--- DATA RECORDS ---
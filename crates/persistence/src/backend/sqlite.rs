// Copyright (C) 2026 Fred Clausen
// Use of this source code is governed by an MIT-style
// license that can be found in the LICENSE file or at
// https://opensource.org/licenses/MIT.

//! `SQLite` connection setup.
//!
//! Opening a store connection always applies the same sequence: writer
//! wait time, foreign keys, journal mode (files only), migrations, then a
//! read-back of the pragmas the ledger depends on.

use diesel::sql_types::{Integer, Text};
use diesel::{Connection, QueryableByName, RunQueryDsl, SqliteConnection};
use diesel_migrations::{EmbeddedMigrations, MigrationHarness, embed_migrations};
use tracing::{debug, info};

use crate::error::PersistenceError;

/// Kermesse schema migrations, embedded at compile time.
pub const MIGRATIONS: EmbeddedMigrations = embed_migrations!("migrations");

/// How long a writer waits on `BEGIN IMMEDIATE` before `SQLITE_BUSY`.
const BUSY_TIMEOUT_MS: u32 = 5_000;

/// Where the store lives.
#[derive(Debug, Clone, Copy, PartialEq, Eq)]
pub enum Storage {
    /// Shared-cache in-memory database, private to one `Persistence`.
    Memory,
    /// On-disk database that several connections may share.
    File,
}

impl Storage {
    /// Journal mode applied to the connection, if any.
    const fn journal_mode(self) -> Option<&'static str> {
        match self {
            Self::Memory => None,
            Self::File => Some("WAL"),
        }
    }
}

#[derive(QueryableByName)]
struct ForeignKeysPragma {
    #[diesel(sql_type = Integer)]
    foreign_keys: i32,
}

#[derive(QueryableByName)]
struct JournalModePragma {
    #[diesel(sql_type = Text)]
    journal_mode: String,
}

fn pragma(conn: &mut SqliteConnection, statement: &str) -> Result<(), PersistenceError> {
    // Diesel has no PRAGMA DSL.
    diesel::sql_query(statement)
        .execute(conn)
        .map_err(|e| PersistenceError::QueryFailed(format!("{statement}: {e}")))?;
    Ok(())
}

/// Opens a connection to `database_url`, configures it for `storage` and
/// brings the schema up to date.
///
/// # Errors
///
/// Returns an error if:
/// - The connection cannot be established
/// - A pragma cannot be applied
/// - A migration fails
/// - Foreign key enforcement is off after setup
pub fn open_connection(
    database_url: &str,
    storage: Storage,
) -> Result<SqliteConnection, PersistenceError> {
    info!(database_url, ?storage, "Opening kermesse store");

    let mut conn: SqliteConnection = SqliteConnection::establish(database_url)?;

    pragma(&mut conn, &format!("PRAGMA busy_timeout = {BUSY_TIMEOUT_MS}"))?;
    pragma(&mut conn, "PRAGMA foreign_keys = ON")?;

    if let Some(mode) = storage.journal_mode() {
        let applied: String = diesel::sql_query(format!("PRAGMA journal_mode = {mode}"))
            .get_result::<JournalModePragma>(&mut conn)?
            .journal_mode;
        debug!(requested = mode, applied, "Journal mode set");
    }

    let applied = conn
        .run_pending_migrations(MIGRATIONS)
        .map_err(|e| PersistenceError::MigrationFailed(e.to_string()))?;
    debug!(count = applied.len(), "Migrations applied");

    verify_foreign_key_enforcement(&mut conn)?;
    Ok(conn)
}

/// Checks that `SQLite` enforces foreign keys on this connection.
///
/// The pragma is per connection, so a connection that skipped setup would
/// silently accept links to users or kermesses that do not exist.
///
/// # Errors
///
/// Returns `PersistenceError::ForeignKeyEnforcementNotEnabled` if it is off.
pub fn verify_foreign_key_enforcement(conn: &mut SqliteConnection) -> Result<(), PersistenceError> {
    let enabled: i32 = diesel::sql_query("PRAGMA foreign_keys")
        .get_result::<ForeignKeysPragma>(conn)?
        .foreign_keys;

    if enabled == 0 {
        return Err(PersistenceError::ForeignKeyEnforcementNotEnabled);
    }
    Ok(())
}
---
**YOUR INSTRUCTIONS**
The response should consist of all the entries, reproduced word for word.

**ANSWER SECTION**
filename crates/persistence/src/backend/sqlite.rs
// Copyright (C) 2026 Fred Clausen
// Use of this source code is governed by an MIT-style
// license that can be found in the LICENSE file or at
// https://opensource.org/licenses/MIT.

//! `SQLite` connection setup.
//!
//! Opening a store connection always applies the same sequence: writer
//! wait time, foreign keys, journal mode (files only), migrations, then a
//! read-back of the pragmas the ledger depends on.

use diesel::sql_types::{Integer, Text};
use diesel::{Connection, QueryableByName, RunQueryDsl, SqliteConnection};
use diesel_migrations::{EmbeddedMigrations, MigrationHarness, embed_migrations};
use tracing::{debug, info};

use crate::error::PersistenceError;

/// Kermesse schema migrations, embedded at compile time.
pub const MIGRATIONS: EmbeddedMigrations = embed_migrations!("migrations");

/// How long a writer waits on `BEGIN IMMEDIATE` before `SQLITE_BUSY`.
const BUSY_TIMEOUT_MS: u32 = 5_000;

/// Where the store lives.
#[derive(Debug, Clone, Copy, PartialEq, Eq)]
pub enum Storage {
    /// Shared-cache in-memory database, private to one `Persistence`.
    Memory,
    /// On-disk database that several connections may share.
    File,
}

impl Storage {
    /// Journal mode applied to the connection, if any.
    const fn journal_mode(self) -> Option<&'static str> {
        match self {
            Self::Memory => None,
            Self::File => Some("WAL"),
        }
    }
}

#[derive(QueryableByName)]
struct ForeignKeysPragma {
    #[diesel(sql_type = Integer)]
    foreign_keys: i32,
}

#[derive(QueryableByName)]
struct JournalModePragma {
    #[diesel(sql_type = Text)]
    journal_mode: String,
}

fn pragma(conn: &mut SqliteConnection, statement: &str) -> Result<(), PersistenceError> {
    // Diesel has no PRAGMA DSL.
    diesel::sql_query(statement)
        .execute(conn)
        .map_err(|e| PersistenceError::QueryFailed(format!("{statement}: {e}")))?;
    Ok(())
}

/// Opens a connection to `database_url`, configures it for `storage` and
/// brings the schema up to date.
///
/// # Errors
///
/// Returns an error if:
/// - The connection cannot be established
/// - A pragma cannot be applied
/// - A migration fails
/// - Foreign key enforcement is off after setup
pub fn open_connection(
    database_url: &str,
    storage: Storage,
) -> Result<SqliteConnection, PersistenceError> {
    info!(database_url, ?storage, "Opening kermesse store");

    let mut conn: SqliteConnection = SqliteConnection::establish(database_url)?;

    pragma(&mut conn, &format!("PRAGMA busy_timeout = {BUSY_TIMEOUT_MS}"))?;
    pragma(&mut conn, "PRAGMA foreign_keys = ON")?;

    if let Some(mode) = storage.journal_mode() {
        let applied: String = diesel::sql_query(format!("PRAGMA journal_mode = {mode}"))
            .get_result::<JournalModePragma>(&mut conn)?
            .journal_mode;
        debug!(requested = mode, applied, "Journal mode set");
    }

    let applied = conn
        .run_pending_migrations(MIGRATIONS)
        .map_err(|e| PersistenceError::MigrationFailed(e.to_string()))?;
    debug!(count = applied.len(), "Migrations applied");

    verify_foreign_key_enforcement(&mut conn)?;
    Ok(conn)
}

/// Checks that `SQLite` enforces foreign keys on this connection.
///
/// The pragma is per connection, so a connection that skipped setup would
/// silently accept links to users or kermesses that do not exist.
///
/// # Errors
///
/// Returns `PersistenceError::ForeignKeyEnforcementNotEnabled` if it is off.
pub fn verify_foreign_key_enforcement(conn: &mut SqliteConnection) -> Result<(), PersistenceError> {
    let enabled: i32 = diesel::sql_query("PRAGMA foreign_keys")
        .get_result::<ForeignKeysPragma>(conn)?
        .foreign_keys;

    if enabled == 0 {
        return Err(PersistenceError::ForeignKeyEnforcementNotEnabled);
    }
    Ok(())
}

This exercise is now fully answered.